Human beings are capable of not only giving non-random answers to questions such as, "What color is November?", but also of providing reasons in support of their answer. Human beings can also make "intuitive" sense of statements such as, "If I were you, I would hate myself", which computers cannot do without specific programming instruction.
There have been numerous attempts to quantify differences in capability between the human brain and computers. According to Hans Moravec, by extrapolating from known capabilities of the retina to process image inputs, a brain has a processing capacity of 0.1 quadrillion instructions per second (100 million MIPS). In comparison, the fastest supercomputer in the world, called Roadrunner and devised and built by engineers and scientists at I.B.M. and Los Alamos National Laboratory, is capable of handling 1.026 quadrillion calculations per second, and an average 4-function calculator is capable of handling 10 instructions per second. It is possible the brain may be surpassed by normal personal computers (in terms of Instructions Per Second, at least) by 2030.

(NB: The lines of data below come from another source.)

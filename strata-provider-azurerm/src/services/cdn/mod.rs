//! Microsoft.Cdn Front Door service

pub mod custom_domain_association_import;
pub mod custom_domain_association_resource;
pub mod registration;
pub mod sdk;

pub use custom_domain_association_import::import_custom_domain_association;
pub use custom_domain_association_resource::CustomDomainAssociationResource;
pub use registration::Registration;
//! Configuration documents for acceptance tests
//!
//! A document is Terraform-style JSON:
//!
//! ```json
//! {"resource": {"azurerm_dynatrace_tag_rules": {"test": {
//!     "name": "default",
//!     "monitor_id": "${azurerm_dynatrace_monitor.test.id}",
//!     "log_rule": [{"send_aad_logs": "Enabled"}]
//! }}}}
//! ```
//!
//! Nested blocks are written as arrays of objects; plain objects are maps
//! (e.g., `tags`). Several top-level objects may follow each other in one
//! text, so a fixture can embed another fixture's output verbatim.

use std::collections::{HashMap, HashSet};

use strata_core::resource::{Resource, State, Value};
use thiserror::Error;

use crate::value::json_to_value;

#[derive(Debug, Error)]
pub enum ConfigDocumentError {
    #[error("invalid JSON: {0}")]
    Json(#[from] serde_json::Error),

    #[error("invalid document: {0}")]
    Shape(String),

    #[error("resource {0} is declared more than once")]
    Duplicate(String),

    #[error("{resource} references undeclared resource {address}")]
    UnknownReference { resource: String, address: String },

    #[error("dependency cycle through {0}")]
    Cycle(String),

    #[error("{resource}: cannot resolve ${{{address}.{attribute}}}")]
    Unresolved {
        resource: String,
        address: String,
        attribute: String,
    },
}

/// Parsed configuration, resources in dependency order
#[derive(Debug, Clone, PartialEq)]
pub struct ConfigDocument {
    resources: Vec<Resource>,
}

impl ConfigDocument {
    pub fn parse(text: &str) -> Result<Self, ConfigDocumentError> {
        let mut declared = Vec::new();
        let mut seen = HashSet::new();

        for part in serde_json::Deserializer::from_str(text).into_iter::<serde_json::Value>() {
            for resource in parse_part(&part?)? {
                let address = resource.id.address();
                if !seen.insert(address.clone()) {
                    return Err(ConfigDocumentError::Duplicate(address));
                }
                declared.push(resource);
            }
        }

        Ok(Self {
            resources: sort_by_dependencies(&declared)?,
        })
    }

    pub fn resources(&self) -> &[Resource] {
        &self.resources
    }

    pub fn get(&self, address: &str) -> Option<&Resource> {
        self.resources.iter().find(|r| r.id.address() == address)
    }
}

fn parse_part(part: &serde_json::Value) -> Result<Vec<Resource>, ConfigDocumentError> {
    let shape = |message: &str| ConfigDocumentError::Shape(message.to_string());

    let root = part.as_object().ok_or_else(|| shape("expected a JSON object"))?;
    let Some(types) = root.get("resource") else {
        return Ok(Vec::new());
    };
    let types = types
        .as_object()
        .ok_or_else(|| shape("\"resource\" must be an object keyed by resource type"))?;

    let mut resources = Vec::new();
    for (resource_type, labels) in types {
        let labels = labels
            .as_object()
            .ok_or_else(|| shape("resources must be objects keyed by label"))?;
        for (label, body) in labels {
            let converted = json_to_value(body).map_err(|e| {
                ConfigDocumentError::Shape(format!("{}.{}: {}", resource_type, label, e))
            })?;
            let Some(Value::Map(attributes)) = converted else {
                return Err(ConfigDocumentError::Shape(format!(
                    "{}.{} must be an object",
                    resource_type, label
                )));
            };
            resources.push(Resource {
                id: strata_core::resource::ResourceId::new(resource_type, label),
                attributes,
            });
        }
    }
    Ok(resources)
}

/// Order resources so that every resource follows the ones it references
fn sort_by_dependencies(resources: &[Resource]) -> Result<Vec<Resource>, ConfigDocumentError> {
    let by_address: HashMap<String, &Resource> =
        resources.iter().map(|r| (r.id.address(), r)).collect();

    let mut sorted = Vec::new();
    let mut visited: HashSet<String> = HashSet::new();
    let mut visiting: HashSet<String> = HashSet::new();

    fn visit(
        resource: &Resource,
        by_address: &HashMap<String, &Resource>,
        visited: &mut HashSet<String>,
        visiting: &mut HashSet<String>,
        sorted: &mut Vec<Resource>,
    ) -> Result<(), ConfigDocumentError> {
        let address = resource.id.address();
        if visited.contains(&address) {
            return Ok(());
        }
        if !visiting.insert(address.clone()) {
            return Err(ConfigDocumentError::Cycle(address));
        }

        for dep in resource.dependencies() {
            let dep_resource =
                by_address
                    .get(&dep)
                    .ok_or_else(|| ConfigDocumentError::UnknownReference {
                        resource: address.clone(),
                        address: dep.clone(),
                    })?;
            visit(dep_resource, by_address, visited, visiting, sorted)?;
        }

        visiting.remove(&address);
        visited.insert(address);
        sorted.push(resource.clone());
        Ok(())
    }

    for resource in resources {
        visit(resource, &by_address, &mut visited, &mut visiting, &mut sorted)?;
    }
    Ok(sorted)
}

/// Replace references with attributes of already applied resources
///
/// `states` is keyed by address; `id` resolves to the remote identifier.
pub fn resolve_references(
    resource: &Resource,
    states: &HashMap<String, State>,
) -> Result<Resource, ConfigDocumentError> {
    let address = resource.id.address();
    let mut resolved = resource.clone();
    for value in resolved.attributes.values_mut() {
        resolve_value(value, &address, states)?;
    }
    Ok(resolved)
}

fn resolve_value(
    value: &mut Value,
    resource: &str,
    states: &HashMap<String, State>,
) -> Result<(), ConfigDocumentError> {
    match value {
        Value::ResourceRef(address, attribute) => {
            let resolved = states
                .get(address.as_str())
                .and_then(|state| state.attribute(attribute))
                .ok_or_else(|| ConfigDocumentError::Unresolved {
                    resource: resource.to_string(),
                    address: address.clone(),
                    attribute: attribute.clone(),
                })?;
            *value = resolved;
        }
        Value::List(items) => {
            for item in items {
                resolve_value(item, resource, states)?;
            }
        }
        Value::Map(map) => {
            for item in map.values_mut() {
                resolve_value(item, resource, states)?;
            }
        }
        _ => {}
    }
    Ok(())
}
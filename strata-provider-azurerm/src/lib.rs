//! Strata Azure Resource Manager provider
//!
//! Resource adapters that translate Strata resources to Azure Resource
//! Manager requests.
//!
//! ## Module Structure
//!
//! - `services` - Resource types grouped by Azure service, each with its registration
//! - `registry` - Table of service registrations and handler lookup
//! - `provider` - AzureProvider implementation
//! - `handler` - Per-resource CRUD trait
//! - `client` - Resource Manager HTTP client
//! - `ids` - Typed Azure resource IDs
//! - `acceptance` - Fixtures and step runner for acceptance tests

pub mod acceptance;
pub mod client;
pub mod config;
pub mod error;
pub mod handler;
pub mod ids;
pub mod provider;
pub mod registry;
pub mod services;
pub mod value;

pub use config::AzureConfig;
pub use error::{AzureError, AzureResult};
pub use provider::AzureProvider;
pub use registry::Registry;
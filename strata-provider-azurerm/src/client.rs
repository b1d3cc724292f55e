//! Thin Azure Resource Manager client
//!
//! Sends JSON requests to `{endpoint}{resource_id}?api-version=...` and waits
//! for long-running operations to settle. Credentials, retries and paging are
//! handled outside this crate.

use log::{debug, warn};
use reqwest::header::{AUTHORIZATION, HeaderMap, LOCATION};
use reqwest::{Method, Response, StatusCode};
use serde::Serialize;
use serde::de::DeserializeOwned;
use serde_json::Value as Json;

use crate::config::AzureConfig;
use crate::error::{AzureError, AzureResult};

const ASYNC_OPERATION_HEADER: &str = "Azure-AsyncOperation";

/// Azure Resource Manager client
#[derive(Debug, Clone)]
pub struct ArmClient {
    http: reqwest::Client,
    config: AzureConfig,
}

impl ArmClient {
    /// Create a client from a validated configuration
    pub fn new(config: AzureConfig) -> AzureResult<Self> {
        config.validate()?;
        let http = reqwest::Client::builder()
            .user_agent(concat!("strata-provider-azurerm/", env!("CARGO_PKG_VERSION")))
            .build()?;
        Ok(Self { http, config })
    }

    pub fn subscription_id(&self) -> &str {
        &self.config.subscription_id
    }

    pub fn config(&self) -> &AzureConfig {
        &self.config
    }

    /// GET a resource and decode its body
    pub async fn get<T: DeserializeOwned>(&self, id: &str, api_version: &str) -> AzureResult<T> {
        let response = self.send(Method::GET, id, api_version, None).await?;
        let body = response.text().await?;
        Ok(serde_json::from_str(&body)?)
    }

    /// GET a resource, mapping 404 to `None`
    pub async fn get_optional<T: DeserializeOwned>(
        &self,
        id: &str,
        api_version: &str,
    ) -> AzureResult<Option<T>> {
        match self.get(id, api_version).await {
            Ok(value) => Ok(Some(value)),
            Err(e) if e.was_not_found() => Ok(None),
            Err(e) => Err(e),
        }
    }

    /// PUT (create or replace) a resource and wait for it to settle
    pub async fn put<B: Serialize>(&self, id: &str, api_version: &str, body: &B) -> AzureResult<()> {
        let body = serde_json::to_value(body)?;
        let response = self.send(Method::PUT, id, api_version, Some(body)).await?;
        self.wait_for_operation(response).await
    }

    /// PATCH a resource and wait for it to settle
    pub async fn patch<B: Serialize>(
        &self,
        id: &str,
        api_version: &str,
        body: &B,
    ) -> AzureResult<()> {
        let body = serde_json::to_value(body)?;
        let response = self.send(Method::PATCH, id, api_version, Some(body)).await?;
        self.wait_for_operation(response).await
    }

    /// DELETE a resource and wait for it to go away
    ///
    /// Deleting something that is already gone is not an error.
    pub async fn delete(&self, id: &str, api_version: &str) -> AzureResult<()> {
        match self.send(Method::DELETE, id, api_version, None).await {
            Ok(response) => self.wait_for_operation(response).await,
            Err(e) if e.was_not_found() => Ok(()),
            Err(e) => Err(e),
        }
    }

    fn url(&self, id: &str, api_version: &str) -> String {
        format!(
            "{}{}?api-version={}",
            self.config.base_url(),
            id,
            api_version
        )
    }

    fn request(&self, method: Method, url: &str) -> reqwest::RequestBuilder {
        let builder = self.http.request(method, url);
        match &self.config.access_token {
            Some(token) => builder.header(AUTHORIZATION, format!("Bearer {}", token)),
            None => builder,
        }
    }

    async fn send(
        &self,
        method: Method,
        id: &str,
        api_version: &str,
        body: Option<Json>,
    ) -> AzureResult<Response> {
        let url = self.url(id, api_version);
        debug!("{} {}", method, url);

        let mut builder = self.request(method.clone(), &url);
        if let Some(body) = body {
            builder = builder.json(&body);
        }
        let response = builder.send().await?;
        check_status(&method, &url, response).await
    }

    /// Wait for a long-running operation announced by a 201/202 response
    async fn wait_for_operation(&self, response: Response) -> AzureResult<()> {
        let status = response.status();
        if status != StatusCode::CREATED && status != StatusCode::ACCEPTED {
            return Ok(());
        }

        match operation_url(response.headers()) {
            Some(OperationUrl::AsyncOperation(url)) => self.poll_async_operation(&url).await,
            Some(OperationUrl::Location(url)) => self.poll_location(&url).await,
            None => Ok(()),
        }
    }

    /// Poll an `Azure-AsyncOperation` URL until its status is terminal
    async fn poll_async_operation(&self, url: &str) -> AzureResult<()> {
        for _ in 0..self.config.max_poll_attempts {
            debug!("GET {}", url);
            let response = self.request(Method::GET, url).send().await?;
            let response = check_status(&Method::GET, url, response).await?;
            let body: OperationStatus = serde_json::from_str(&response.text().await?)?;

            match body.status.as_str() {
                "Succeeded" => return Ok(()),
                "Failed" | "Canceled" => {
                    let message = body
                        .error
                        .map(|e| format!("{}: {}", e.code, e.message))
                        .unwrap_or_else(|| "Unknown error".to_string());
                    warn!("operation {} ended with {}: {}", url, body.status, message);
                    return Err(AzureError::OperationFailed {
                        status: body.status,
                        message,
                    });
                }
                _ => tokio::time::sleep(self.config.poll_interval).await,
            }
        }

        Err(AzureError::OperationTimedOut {
            attempts: self.config.max_poll_attempts,
        })
    }

    /// Poll a `Location` URL until it stops answering 202
    async fn poll_location(&self, url: &str) -> AzureResult<()> {
        for _ in 0..self.config.max_poll_attempts {
            debug!("GET {}", url);
            let response = self.request(Method::GET, url).send().await?;
            let response = check_status(&Method::GET, url, response).await?;
            if response.status() != StatusCode::ACCEPTED {
                return Ok(());
            }
            tokio::time::sleep(self.config.poll_interval).await;
        }

        Err(AzureError::OperationTimedOut {
            attempts: self.config.max_poll_attempts,
        })
    }
}

enum OperationUrl {
    AsyncOperation(String),
    Location(String),
}

fn operation_url(headers: &HeaderMap) -> Option<OperationUrl> {
    let header = |name: &str| {
        headers
            .get(name)
            .and_then(|v| v.to_str().ok())
            .map(|s| s.to_string())
    };
    header(ASYNC_OPERATION_HEADER)
        .map(OperationUrl::AsyncOperation)
        .or_else(|| header(LOCATION.as_str()).map(OperationUrl::Location))
}

/// Turn a non-success response into `AzureError::Api`
async fn check_status(method: &Method, url: &str, response: Response) -> AzureResult<Response> {
    let status = response.status();
    if status.is_success() {
        return Ok(response);
    }

    let body = response.text().await.unwrap_or_default();
    let (code, message) = match serde_json::from_str::<ErrorResponse>(&body) {
        Ok(parsed) => (parsed.error.code, parsed.error.message),
        Err(_) => (
            status.canonical_reason().unwrap_or("Unknown").to_string(),
            body,
        ),
    };

    Err(AzureError::Api {
        method: method.to_string(),
        url: url.to_string(),
        status: status.as_u16(),
        code,
        message,
    })
}

#[derive(Debug, serde::Deserialize)]
struct ErrorResponse {
    error: ErrorDetail,
}

#[derive(Debug, serde::Deserialize)]
struct ErrorDetail {
    #[serde(default)]
    code: String,
    #[serde(default)]
    message: String,
}

#[derive(Debug, serde::Deserialize)]
struct OperationStatus {
    status: String,
    error: Option<ErrorDetail>,
}

#[cfg(test)]
mod tests {
    use super::*;
    use httptest::matchers::{contains, request, url_decoded};
    use httptest::responders::{json_encoded, status_code};
    use httptest::{Expectation, Server};
    use serde_json::json;
    use std::time::Duration;

    const RG: &str = "/subscriptions/sub/resourceGroups/rg1";

    fn client(server: &Server) -> ArmClient {
        let config = AzureConfig::default()
            .with_subscription("sub")
            .with_endpoint(server.url_str(""))
            .with_access_token("secret")
            .with_poll_interval(Duration::from_millis(1));
        ArmClient::new(config).unwrap()
    }

    #[tokio::test]
    async fn test_get_sends_api_version_and_token() {
        let server = Server::run();
        server.expect(
            Expectation::matching(httptest::all_of![
                request::method_path("GET", RG),
                request::query(url_decoded(contains(("api-version", "2021-04-01")))),
                request::headers(contains(("authorization", "Bearer secret"))),
            ])
            .respond_with(json_encoded(json!({"name": "rg1", "location": "westeurope"}))),
        );

        let body: Json = client(&server).get(RG, "2021-04-01").await.unwrap();
        assert_eq!(body["location"], "westeurope");
    }

    #[tokio::test]
    async fn test_get_optional_maps_not_found() {
        let server = Server::run();
        server.expect(
            Expectation::matching(request::method_path("GET", RG)).respond_with(
                status_code(404).body(
                    r#"{"error":{"code":"ResourceGroupNotFound","message":"Resource group 'rg1' could not be found."}}"#,
                ),
            ),
        );

        let body: Option<Json> = client(&server).get_optional(RG, "2021-04-01").await.unwrap();
        assert!(body.is_none());
    }

    #[tokio::test]
    async fn test_api_error_carries_code_and_message() {
        let server = Server::run();
        server.expect(
            Expectation::matching(request::method_path("PUT", RG)).respond_with(
                status_code(409)
                    .body(r#"{"error":{"code":"Conflict","message":"busy"}}"#),
            ),
        );

        let err = client(&server)
            .put(RG, "2021-04-01", &json!({"location": "westeurope"}))
            .await
            .unwrap_err();
        match err {
            AzureError::Api {
                status,
                code,
                message,
                ..
            } => {
                assert_eq!(status, 409);
                assert_eq!(code, "Conflict");
                assert_eq!(message, "busy");
            }
            other => panic!("unexpected error: {other}"),
        }
    }

    #[tokio::test]
    async fn test_put_waits_for_async_operation() {
        let server = Server::run();
        let operation = server.url_str("/operations/op1");
        server.expect(
            Expectation::matching(request::method_path("PUT", RG)).respond_with(
                status_code(201)
                    .append_header(ASYNC_OPERATION_HEADER, operation.clone())
                    .body("{}"),
            ),
        );
        server.expect(
            Expectation::matching(request::method_path("GET", "/operations/op1"))
                .respond_with(json_encoded(json!({"status": "Succeeded"}))),
        );

        client(&server)
            .put(RG, "2021-04-01", &json!({"location": "westeurope"}))
            .await
            .unwrap();
    }

    #[tokio::test]
    async fn test_put_polls_location_until_done() {
        let server = Server::run();
        let operation = server.url_str("/operations/op3");
        server.expect(
            Expectation::matching(request::method_path("PUT", RG)).respond_with(
                status_code(202).append_header("Location", operation.clone()),
            ),
        );
        server.expect(
            Expectation::matching(request::method_path("GET", "/operations/op3"))
                .times(2)
                .respond_with(httptest::cycle![
                    status_code(202),
                    status_code(200).body("{}"),
                ]),
        );

        client(&server)
            .put(RG, "2021-04-01", &json!({"location": "westeurope"}))
            .await
            .unwrap();
    }

    #[tokio::test]
    async fn test_location_polling_gives_up() {
        let server = Server::run();
        let operation = server.url_str("/operations/op4");
        server.expect(
            Expectation::matching(request::method_path("DELETE", RG)).respond_with(
                status_code(202).append_header("Location", operation.clone()),
            ),
        );
        server.expect(
            Expectation::matching(request::method_path("GET", "/operations/op4"))
                .times(3)
                .respond_with(status_code(202)),
        );

        let mut config = AzureConfig::default()
            .with_subscription("sub")
            .with_endpoint(server.url_str(""))
            .with_poll_interval(Duration::from_millis(1));
        config.max_poll_attempts = 3;
        let err = ArmClient::new(config)
            .unwrap()
            .delete(RG, "2021-04-01")
            .await
            .unwrap_err();
        assert!(matches!(err, AzureError::OperationTimedOut { attempts: 3 }));
    }

    #[tokio::test]
    async fn test_failed_async_operation_is_an_error() {
        let server = Server::run();
        let operation = server.url_str("/operations/op2");
        server.expect(
            Expectation::matching(request::method_path("DELETE", RG)).respond_with(
                status_code(202).append_header(ASYNC_OPERATION_HEADER, operation.clone()),
            ),
        );
        server.expect(
            Expectation::matching(request::method_path("GET", "/operations/op2")).respond_with(
                json_encoded(json!({
                    "status": "Failed",
                    "error": {"code": "InternalError", "message": "boom"}
                })),
            ),
        );

        let err = client(&server).delete(RG, "2021-04-01").await.unwrap_err();
        assert!(matches!(err, AzureError::OperationFailed { .. }));
        assert!(err.to_string().contains("InternalError: boom"));
    }

    #[tokio::test]
    async fn test_delete_of_missing_resource_succeeds() {
        let server = Server::run();
        server.expect(
            Expectation::matching(request::method_path("DELETE", RG))
                .respond_with(status_code(404)),
        );

        client(&server).delete(RG, "2021-04-01").await.unwrap();
    }
}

The computational power of the human brain is difficult to ascertain, as the human brain is not easily paralleled to the binary number processing of today's computers. For instance, multiplying two large numbers can be accomplished in a fraction of a second with a typical calculator or desktop computer, while the average human may require a pen-and-paper approach to keep track of each stage of the calculation over a period of five or more seconds. Yet, while the human brain is calculating a math problem in an attentive state, it is subconsciously processing data from millions of nerve cells that handle the visual input of the paper and surrounding area, the aural input from both ears, and the sensory input of millions of cells throughout the body. The brain is regulating the heartbeat, monitoring oxygen levels, hunger and thirst requirements, breathing patterns and hundreds of other essential factors throughout the body. It is simultaneously comparing data from the eyes and the sensory cells in the arms and hands to keep track of the position of the pen and paper as the calculation is being performed. It quickly traverses a vast, interconnected network of cells for relevant information on how to solve the problem it is presented, what symbols to write and what their functions are, as it graphs their shape and communicates to the hand how to make accurate and controlled strokes to draw recognizable shapes and numbers onto a page.